AIM OF THE EXERCISE: What you return should be the lines from the first line of the records below through the line holding "Skip the current-dir", unchanged.

TASK INPUT:
********************
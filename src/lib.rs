pub mod api;
pub mod config;
pub mod directories;
pub mod errors;
pub mod plan;
pub mod preview;
pub mod seeder;
mod utils;

pub use api::{load_config, plan, scaffold, ScaffoldError, Summary};
pub use config::ScaffoldConfig;
use std::path::{Component, Path, PathBuf};

/// Normalizes a project-relative path lexically.
///
/// `.` segments are dropped and `..` pops the previous segment. Returns `None` when the
/// path is absolute, empty after normalization, or climbs above the project root.
pub fn normalize_relative(source: &str) -> Option<PathBuf> {
    let input = Path::new(source);

    let mut new_path = PathBuf::new();

    for component in input.components() {
        match component {
            // Skip the current-dir marker "."
            Component::CurDir => {}

            // For "..", pop the last component; nothing left to pop means we left the root
            Component::ParentDir => {
                if !new_path.pop() {
                    return None;
                }
            }

            Component::Normal(segment) => new_path.push(segment),

            Component::RootDir | Component::Prefix(_) => return None,
        }
    }

    if new_path.as_os_str().is_empty() {
        None
    } else {
        Some(new_path)
    }
}
use crate::{
    directories::{self, DirectoryError, DirectoryStatus},
    errors::{EntryKind, FileOperation, FilesystemConflict, IoError},
};
use indexmap::IndexMap;
use miette::Diagnostic;
use std::{
    fs::{self, File, FileTimes},
    io,
    path::{Path, PathBuf},
};
use thiserror::Error;

#[derive(Debug, Error, Diagnostic)]
pub enum SeedError {
    #[error("I/O error within seeder domain")]
    #[diagnostic(code(dappinit::seeder::io))]
    Io(#[from] IoError),

    #[error(transparent)]
    #[diagnostic(transparent)]
    Conflict(#[from] FilesystemConflict),

    #[error("template '{path}' exists but is not a regular file")]
    #[diagnostic(
        code(dappinit::seeder::source_not_a_file),
        help("Only single files can be seeded; point the mapping at a file")
    )]
    SourceNotAFile { path: PathBuf },
}
impl From<DirectoryError> for SeedError {
    fn from(error: DirectoryError) -> Self {
        match error {
            DirectoryError::Io(error) => Self::Io(error),
            DirectoryError::Conflict(conflict) => Self::Conflict(conflict),
        }
    }
}

/// What seeding a single source/destination pair would do right now.
#[derive(Debug, Clone, Copy, PartialEq, Eq)]
pub enum SeedStatus {
    MissingSource,
    Create,
    Overwrite,
    AlreadyInPlace,
}

#[derive(Debug, Clone, PartialEq, Eq)]
pub enum SeedOutcome {
    Copied {
        source: PathBuf,
        destination: PathBuf,
        overwritten: bool,
    },
    SkippedMissingSource {
        source: PathBuf,
    },
    AlreadyInPlace {
        path: PathBuf,
    },
}

/// Classifies a source/destination pair under `root` without modifying anything.
pub fn inspect(root: &Path, source: &Path, destination: &Path) -> Result<SeedStatus, SeedError> {
    let source_path = root.join(source);

    match fs::metadata(&source_path) {
        Ok(metadata) if metadata.is_file() => {}
        Ok(_) => return Err(SeedError::SourceNotAFile { path: source_path }),
        Err(error) if error.kind() == io::ErrorKind::NotFound => {
            return Ok(SeedStatus::MissingSource);
        }
        Err(error) => {
            return Err(IoError::new(FileOperation::Metadata, source_path, error).into());
        }
    }

    if let Some(parent) = non_empty_parent(destination) {
        if directories::inspect(root, parent)? == DirectoryStatus::Missing {
            return Ok(SeedStatus::Create);
        }
    }

    let destination_path = root.join(destination);

    match fs::metadata(&destination_path) {
        Ok(metadata) if metadata.is_dir() => {
            Err(FilesystemConflict::new(destination_path, EntryKind::File).into())
        }
        Ok(_) => {
            if is_same_file(&source_path, &destination_path)? {
                Ok(SeedStatus::AlreadyInPlace)
            } else {
                Ok(SeedStatus::Overwrite)
            }
        }
        Err(error) if error.kind() == io::ErrorKind::NotFound => Ok(SeedStatus::Create),
        Err(error) => Err(IoError::new(FileOperation::Metadata, destination_path, error).into()),
    }
}

/// Copies every template in `files` whose source exists, replacing existing destinations.
///
/// Missing sources are skipped with a warning. Contents are copied first, then access and
/// modification times, then permissions.
///
/// # Errors
///
/// Returns a [`SeedError`] if:
///
/// - A source exists but is not a regular file.
/// - A destination, or one of its parents, is in the way as the wrong kind of entry.
/// - Reading, writing or updating metadata fails.
pub fn seed(
    root: &Path,
    files: &IndexMap<PathBuf, PathBuf>,
) -> Result<Vec<SeedOutcome>, SeedError> {
    let mut outcomes = Vec::with_capacity(files.len());

    for (source, destination) in files {
        let outcome = match inspect(root, source, destination)? {
            SeedStatus::MissingSource => {
                log::warn!(
                    "template '{}' not found, skipping '{}'",
                    source.display(),
                    destination.display()
                );

                SeedOutcome::SkippedMissingSource {
                    source: source.clone(),
                }
            }
            SeedStatus::AlreadyInPlace => {
                log::debug!("'{}' is its own template, leaving it", source.display());

                SeedOutcome::AlreadyInPlace {
                    path: destination.clone(),
                }
            }
            status @ (SeedStatus::Create | SeedStatus::Overwrite) => {
                if let Some(parent) = non_empty_parent(destination) {
                    let parent = root.join(parent);

                    fs::create_dir_all(&parent)
                        .map_err(|error| IoError::new(FileOperation::Mkdir, parent, error))?;
                }

                let destination_path = root.join(destination);

                // replaced, not truncated, so read-only destinations are overwritten too
                if status == SeedStatus::Overwrite {
                    fs::remove_file(&destination_path).map_err(|error| {
                        IoError::new(FileOperation::Remove, destination_path.clone(), error)
                    })?;
                }

                copy_with_metadata(&root.join(source), &destination_path)?;

                log::debug!("copied {} -> {}", source.display(), destination.display());

                SeedOutcome::Copied {
                    source: source.clone(),
                    destination: destination.clone(),
                    overwritten: status == SeedStatus::Overwrite,
                }
            }
        };

        outcomes.push(outcome);
    }

    Ok(outcomes)
}

fn non_empty_parent(path: &Path) -> Option<&Path> {
    path.parent().filter(|parent| !parent.as_os_str().is_empty())
}

/// Two paths name the same file when they share device and inode, which also catches hard links.
#[cfg(unix)]
fn is_same_file(a: &Path, b: &Path) -> Result<bool, SeedError> {
    use std::os::unix::fs::MetadataExt;

    let a = fs::metadata(a)
        .map_err(|error| IoError::new(FileOperation::Metadata, a.to_path_buf(), error))?;
    let b = fs::metadata(b)
        .map_err(|error| IoError::new(FileOperation::Metadata, b.to_path_buf(), error))?;

    Ok(a.dev() == b.dev() && a.ino() == b.ino())
}

#[cfg(not(unix))]
fn is_same_file(a: &Path, b: &Path) -> Result<bool, SeedError> {
    let a = fs::canonicalize(a)
        .map_err(|error| IoError::new(FileOperation::Metadata, a.to_path_buf(), error))?;
    let b = fs::canonicalize(b)
        .map_err(|error| IoError::new(FileOperation::Metadata, b.to_path_buf(), error))?;

    Ok(a == b)
}

/// Copies bytes, timestamps and permissions from `source` to `destination`.
fn copy_with_metadata(source: &Path, destination: &Path) -> Result<(), IoError> {
    let metadata = fs::metadata(source)
        .map_err(|error| IoError::new(FileOperation::Metadata, source.to_path_buf(), error))?;

    let mut reader = File::open(source)
        .map_err(|error| IoError::new(FileOperation::Read, source.to_path_buf(), error))?;

    let mut writer = File::create(destination)
        .map_err(|error| IoError::new(FileOperation::Write, destination.to_path_buf(), error))?;

    io::copy(&mut reader, &mut writer)
        .map_err(|error| IoError::new(FileOperation::Copy, destination.to_path_buf(), error))?;

    let modified = metadata
        .modified()
        .map_err(|error| IoError::new(FileOperation::Metadata, source.to_path_buf(), error))?;
    let accessed = metadata
        .accessed()
        .map_err(|error| IoError::new(FileOperation::Metadata, source.to_path_buf(), error))?;

    writer
        .set_times(FileTimes::new().set_modified(modified).set_accessed(accessed))
        .map_err(|error| IoError::new(FileOperation::SetTimes, destination.to_path_buf(), error))?;

    drop(writer);

    fs::set_permissions(destination, metadata.permissions()).map_err(|error| {
        IoError::new(FileOperation::SetPermissions, destination.to_path_buf(), error)
    })?;

    Ok(())
}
********************
FINISHED TASK:
filename src/lib.rs
pub mod api;
pub mod config;
pub mod directories;
pub mod errors;
pub mod plan;
pub mod preview;
pub mod seeder;
mod utils;

pub use api::{load_config, plan, scaffold, ScaffoldError, Summary};
pub use config::ScaffoldConfig;
use std::path::{Component, Path, PathBuf};

/// Normalizes a project-relative path lexically.
///
/// `.` segments are dropped and `..` pops the previous segment. Returns `None` when the
/// path is absolute, empty after normalization, or climbs above the project root.
pub fn normalize_relative(source: &str) -> Option<PathBuf> {
    let input = Path::new(source);

    let mut new_path = PathBuf::new();

    for component in input.components() {
        match component {
            // Skip the current-dir marker "."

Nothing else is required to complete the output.